Donc… si vous collectionnez les pastiches comme Dame Belette, lisez le livre d’abord et on discutera ensuite de nos impressions dans les commentaires.

– Si l’introduction et l’intrigue sont au départ sympathiques on ne peut pas dire que le mystère soit bien compliqué à résoudre : nous avons le choix entre deux suspects : la solution est cousue de fil blanc et se devine rapidement même si on ne sait pas encore comment Holmes va arriver au résultat prévisible.

– La solution est en outre dévoilée au 3/4 du livre. On se demande pendant plusieurs dizaines de pages réparties sur quelques chapitres ce qu’on peut encore en attendre… on ne sait jamais… un rebondissement de dernière minute…

Et ben non… telle sœur Anne je ne vis rien venir. Rien de rien ! T’as juste perdu ton temps. Aucun intérêt. C’est l’épilogue le plus long (plusieurs chapitres) et le plus brouillon (car partant dans tous les sens) que je n’ai jamais lu !

L’auteur voulait juste prolonger le plaisir qu’il avait à écrire (à moins qu’il ne soit payé à la page?) sur ses personnages préférés. Si le lecteur s’emmerde ce n’est pas son problème.

– Cela doit être de l’auto édition à en croire le nombre de coquilles. Quelques fautes d’accords complexes sont tolérables mais une odeur « d’amende amère » qui aurait davantage convenu à un mauvais stationnement qu’à un empoisonnement au cyanure (qui sent l’AMANDE amère!) là ça devient comique… et que dire de Madame Hudson nommée Madame Watson à deux reprises dans la même page !!! Heureusement qu’on nous avait dit que Mary Morstan-Watson était déjà morte!

– Le Lestrade de ce roman n’est pas canonique… Ses rapports avec Holmes sont ici haineux et désastreux! Rien de ça dans le canon où les deux hommes sont toujours restés courtois l’un avec l’autre ! On le fait passer pour un sadique brutal, une caricature de ripoux à deux neurones… C’est pas vraiment sympa… Et c’est d’un manichéen ! Lestrade c’est le méchant pourri (on a pas pu ressusciter Moriarty alors on prend ce qu’on a sous la main!) et Holmes c’est le Gentil!

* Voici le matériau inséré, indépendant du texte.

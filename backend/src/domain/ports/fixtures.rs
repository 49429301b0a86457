//! In-memory fixture implementations of the driven ports.
//!
//! [`FixtureStore`] backs every repository port with a single mutex-guarded
//! state bag. It serves integration tests and DB-less operation: when no
//! database is configured, the server wires its services over a fixture
//! store instead of Diesel adapters.
//!
//! Semantics mirror the PostgreSQL adapters: feeds order newest first,
//! follow edges are unique, and a self-referencing edge violates a
//! constraint here just as it would in the database.

use std::collections::HashSet;
use std::sync::Mutex;

use async_trait::async_trait;

use crate::domain::comment::Comment;
use crate::domain::feed::{AuthorRef, CommentEntry, GroupRef, PostEntry};
use crate::domain::group::{Group, GroupId, GroupSlug};
use crate::domain::post::{Post, PostChanges, PostId};
use crate::domain::user::{User, UserId, Username};

use super::comment_repository::{CommentPersistenceError, CommentRepository};
use super::follow_repository::{FollowPersistenceError, FollowRepository};
use super::group_repository::{GroupPersistenceError, GroupRepository};
use super::post_repository::{FeedFilter, PostPersistenceError, PostRepository};
use super::user_repository::{UserPersistenceError, UserRepository};

const POISONED: &str = "fixture store lock poisoned";

#[derive(Debug, Clone)]
struct StoredPost {
    post: Post,
    seq: u64,
}

#[derive(Debug, Clone)]
struct StoredComment {
    comment: Comment,
    seq: u64,
}

#[derive(Debug, Default)]
struct FixtureState {
    users: Vec<User>,
    groups: Vec<Group>,
    posts: Vec<StoredPost>,
    comments: Vec<StoredComment>,
    follows: HashSet<(UserId, UserId)>,
    seq: u64,
}

impl FixtureState {
    fn next_seq(&mut self) -> u64 {
        self.seq += 1;
        self.seq
    }

    fn author_ref(&self, id: UserId) -> Option<AuthorRef> {
        self.users
            .iter()
            .find(|user| user.id == id)
            .map(|user| AuthorRef {
                id: user.id,
                username: user.username.clone(),
            })
    }

    fn group_ref(&self, id: GroupId) -> Option<GroupRef> {
        self.groups
            .iter()
            .find(|group| group.id == id)
            .map(|group| GroupRef {
                id: group.id,
                title: group.title.clone(),
                slug: group.slug.clone(),
            })
    }

    fn entry_for(&self, stored: &StoredPost) -> Option<PostEntry> {
        let author = self.author_ref(stored.post.author)?;
        let group = match stored.post.group {
            Some(group_id) => Some(self.group_ref(group_id)?),
            None => None,
        };
        Some(PostEntry {
            id: stored.post.id,
            author,
            group,
            text: stored.post.text.clone(),
            has_image: stored.post.image.is_some(),
            created_at: stored.post.created_at,
        })
    }

    fn matches(&self, stored: &StoredPost, filter: &FeedFilter) -> bool {
        match filter {
            FeedFilter::All => true,
            FeedFilter::Group(group_id) => stored.post.group == Some(*group_id),
            FeedFilter::Author(author_id) => stored.post.author == *author_id,
            FeedFilter::AuthorsAmong(authors) => authors.contains(&stored.post.author),
        }
    }
}

/// Mutex-guarded in-memory backing store for every repository port.
#[derive(Debug, Default)]
pub struct FixtureStore {
    state: Mutex<FixtureState>,
}

impl FixtureStore {
    /// An empty store.
    #[must_use]
    pub fn new() -> Self {
        Self::default()
    }

    /// Seed a group, returning the stored record.
    ///
    /// # Panics
    /// Panics on invalid input; seeding data is test/bootstrap authored.
    pub fn seed_group(&self, title: &str, slug: &str, description: &str) -> Group {
        let slug = GroupSlug::new(slug).expect("seed slug must be valid");
        let group = Group::create(title, slug, description).expect("seed group must be valid");
        let mut state = self.state.lock().expect(POISONED);
        state.groups.push(group.clone());
        group
    }

    /// Seed a user, returning the stored record.
    ///
    /// # Panics
    /// Panics on invalid input; seeding data is test/bootstrap authored.
    pub fn seed_user(&self, username: &str) -> User {
        let username = Username::new(username).expect("seed username must be valid");
        let user = User::register(username);
        let mut state = self.state.lock().expect(POISONED);
        state.users.push(user.clone());
        user
    }
}

#[async_trait]
impl UserRepository for FixtureStore {
    async fn resolve_or_register(
        &self,
        username: &Username,
    ) -> Result<User, UserPersistenceError> {
        let mut state = self
            .state
            .lock()
            .map_err(|_| UserPersistenceError::query(POISONED))?;
        if let Some(user) = state.users.iter().find(|user| &user.username == username) {
            return Ok(user.clone());
        }
        let user = User::register(username.clone());
        state.users.push(user.clone());
        Ok(user)
    }

    async fn find_by_username(
        &self,
        username: &Username,
    ) -> Result<Option<User>, UserPersistenceError> {
        let state = self
            .state
            .lock()
            .map_err(|_| UserPersistenceError::query(POISONED))?;
        Ok(state
            .users
            .iter()
            .find(|user| &user.username == username)
            .cloned())
    }

    async fn find_by_id(&self, id: &UserId) -> Result<Option<User>, UserPersistenceError> {
        let state = self
            .state
            .lock()
            .map_err(|_| UserPersistenceError::query(POISONED))?;
        Ok(state.users.iter().find(|user| &user.id == id).cloned())
    }
}

#[async_trait]
impl GroupRepository for FixtureStore {
    async fn insert(&self, group: &Group) -> Result<(), GroupPersistenceError> {
        let mut state = self
            .state
            .lock()
            .map_err(|_| GroupPersistenceError::query(POISONED))?;
        if state.groups.iter().any(|stored| stored.slug == group.slug) {
            return Err(GroupPersistenceError::query("duplicate group slug"));
        }
        state.groups.push(group.clone());
        Ok(())
    }

    async fn find_by_slug(
        &self,
        slug: &GroupSlug,
    ) -> Result<Option<Group>, GroupPersistenceError> {
        let state = self
            .state
            .lock()
            .map_err(|_| GroupPersistenceError::query(POISONED))?;
        Ok(state.groups.iter().find(|group| &group.slug == slug).cloned())
    }

    async fn find_by_id(&self, id: &GroupId) -> Result<Option<Group>, GroupPersistenceError> {
        let state = self
            .state
            .lock()
            .map_err(|_| GroupPersistenceError::query(POISONED))?;
        Ok(state.groups.iter().find(|group| &group.id == id).cloned())
    }

    async fn list_all(&self) -> Result<Vec<Group>, GroupPersistenceError> {
        let state = self
            .state
            .lock()
            .map_err(|_| GroupPersistenceError::query(POISONED))?;
        let mut groups = state.groups.clone();
        groups.sort_by(|a, b| a.title.cmp(&b.title));
        Ok(groups)
    }
}

#[async_trait]
impl PostRepository for FixtureStore {
    async fn insert(&self, post: &Post) -> Result<(), PostPersistenceError> {
        let mut state = self
            .state
            .lock()
            .map_err(|_| PostPersistenceError::query(POISONED))?;
        let seq = state.next_seq();
        state.posts.push(StoredPost {
            post: post.clone(),
            seq,
        });
        Ok(())
    }

    async fn apply_changes(
        &self,
        id: &PostId,
        changes: &PostChanges,
    ) -> Result<bool, PostPersistenceError> {
        let mut state = self
            .state
            .lock()
            .map_err(|_| PostPersistenceError::query(POISONED))?;
        let Some(stored) = state.posts.iter_mut().find(|stored| &stored.post.id == id) else {
            return Ok(false);
        };
        stored.post.text = changes.text.clone();
        stored.post.group = changes.group;
        if let Some(image) = &changes.image {
            stored.post.image = Some(image.clone());
        }
        Ok(true)
    }

    async fn find_entry(&self, id: &PostId) -> Result<Option<PostEntry>, PostPersistenceError> {
        let state = self
            .state
            .lock()
            .map_err(|_| PostPersistenceError::query(POISONED))?;
        let Some(stored) = state.posts.iter().find(|stored| &stored.post.id == id) else {
            return Ok(None);
        };
        state
            .entry_for(stored)
            .map(Some)
            .ok_or_else(|| PostPersistenceError::query("post references a missing author"))
    }

    async fn count(&self, filter: &FeedFilter) -> Result<usize, PostPersistenceError> {
        let state = self
            .state
            .lock()
            .map_err(|_| PostPersistenceError::query(POISONED))?;
        Ok(state
            .posts
            .iter()
            .filter(|stored| state.matches(stored, filter))
            .count())
    }

    async fn list_page(
        &self,
        filter: &FeedFilter,
        offset: usize,
        limit: usize,
    ) -> Result<Vec<PostEntry>, PostPersistenceError> {
        let state = self
            .state
            .lock()
            .map_err(|_| PostPersistenceError::query(POISONED))?;
        let mut matching: Vec<&StoredPost> = state
            .posts
            .iter()
            .filter(|stored| state.matches(stored, filter))
            .collect();
        matching.sort_by(|a, b| b.seq.cmp(&a.seq));
        matching
            .into_iter()
            .skip(offset)
            .take(limit)
            .map(|stored| {
                state
                    .entry_for(stored)
                    .ok_or_else(|| PostPersistenceError::query("post references a missing author"))
            })
            .collect()
    }
}

#[async_trait]
impl CommentRepository for FixtureStore {
    async fn insert(&self, comment: &Comment) -> Result<(), CommentPersistenceError> {
        let mut state = self
            .state
            .lock()
            .map_err(|_| CommentPersistenceError::query(POISONED))?;
        let seq = state.next_seq();
        state.comments.push(StoredComment {
            comment: comment.clone(),
            seq,
        });
        Ok(())
    }

    async fn list_for_post(
        &self,
        post: &PostId,
    ) -> Result<Vec<CommentEntry>, CommentPersistenceError> {
        let state = self
            .state
            .lock()
            .map_err(|_| CommentPersistenceError::query(POISONED))?;
        let mut matching: Vec<&StoredComment> = state
            .comments
            .iter()
            .filter(|stored| &stored.comment.post == post)
            .collect();
        matching.sort_by(|a, b| a.seq.cmp(&b.seq));
        matching
            .into_iter()
            .map(|stored| {
                let author = state
                    .author_ref(stored.comment.author)
                    .ok_or_else(|| {
                        CommentPersistenceError::query("comment references a missing author")
                    })?;
                Ok(CommentEntry {
                    id: stored.comment.id,
                    author,
                    text: stored.comment.text.clone(),
                    created_at: stored.comment.created_at,
                })
            })
            .collect()
    }
}

#[async_trait]
impl FollowRepository for FixtureStore {
    async fn create(&self, user: &UserId, author: &UserId) -> Result<(), FollowPersistenceError> {
        if user == author {
            // Mirrors the database CHECK constraint on the edge table.
            return Err(FollowPersistenceError::query(
                "follow edge must not be self-referencing",
            ));
        }
        let mut state = self
            .state
            .lock()
            .map_err(|_| FollowPersistenceError::query(POISONED))?;
        state.follows.insert((*user, *author));
        Ok(())
    }

    async fn delete(&self, user: &UserId, author: &UserId) -> Result<(), FollowPersistenceError> {
        let mut state = self
            .state
            .lock()
            .map_err(|_| FollowPersistenceError::query(POISONED))?;
        state.follows.remove(&(*user, *author));
        Ok(())
    }

    async fn exists(
        &self,
        user: &UserId,
        author: &UserId,
    ) -> Result<bool, FollowPersistenceError> {
        let state = self
            .state
            .lock()
            .map_err(|_| FollowPersistenceError::query(POISONED))?;
        Ok(state.follows.contains(&(*user, *author)))
    }

    async fn authors_followed_by(
        &self,
        user: &UserId,
    ) -> Result<Vec<UserId>, FollowPersistenceError> {
        let state = self
            .state
            .lock()
            .map_err(|_| FollowPersistenceError::query(POISONED))?;
        Ok(state
            .follows
            .iter()
            .filter(|(follower, _)| follower == user)
            .map(|(_, author)| *author)
            .collect())
    }
}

– Watson de son côté se prend pour un don Juan ayant besoin de se rassurer sur la longueur de sa quéquette  et son impudeur en la matière n’a rien de très victorien… en outre il passe juste pour un crétin prétentieux qui se croit très malin. C’est pénible à la longue.

– Holmes reste holmesien…si on oublie que le voila amoureux! Et oui un Holmes asexuel ça dérange encore quelques uns qui s’obstinent à lui imaginer une vie sexuelle…

Du temps de Victoria on n’avait pas de vie sexuelle (si on en avait une c’était tabou-caché et on ne parlait de rien et on écrivait pas sur le sujet!). On se mariait et des enfants venaient au monde.

Aujourd’hui les auteurs ou lecteurs de pastiches se fichent de savoir si les enfants vont arriver ou s’ils ont pilules, capotes ou stérilet ! Ils faut juste qu’ils niquent parce que c’est ça l’amouuuur ! C’est si bô la passion!!!! Peu importe si ça ne se faisait pas comme ça à l’époque! On dira qu’ils sont modernes et le tour est joué !

Or, un pastiche doit être écrit dans le respect rigoureux des mœurs de l’époque !!! On ne rajoute pas de modernité de mœurs, car ça n’aurait pas été publiable !

– On réintroduit Irene Adler… Ben oui quoi ! Elle est trop fascinante pour n’apparaître que dans Scandale en Bohème ! Et puis si Holmes doit s’intéresser à une femme ça ne être qu’elle !

Ok pourquoi pas… mais Watson la croiserait au quotidien sans comprendre que quelque chose cloche puisqu’elle emprunterait les traits d’une personne qui lui est familière depuis des années… Et il ne se rend pas compte du subterfuge ! Les lunettes n’existaient pas à l’époque ? Si pourtant ! OK il est supposé être très con et Irene est supposée être une pro du déguisement comme Holmes… mais tout de même… C’est tellement énorme que ce n’est crédible pour deux sous.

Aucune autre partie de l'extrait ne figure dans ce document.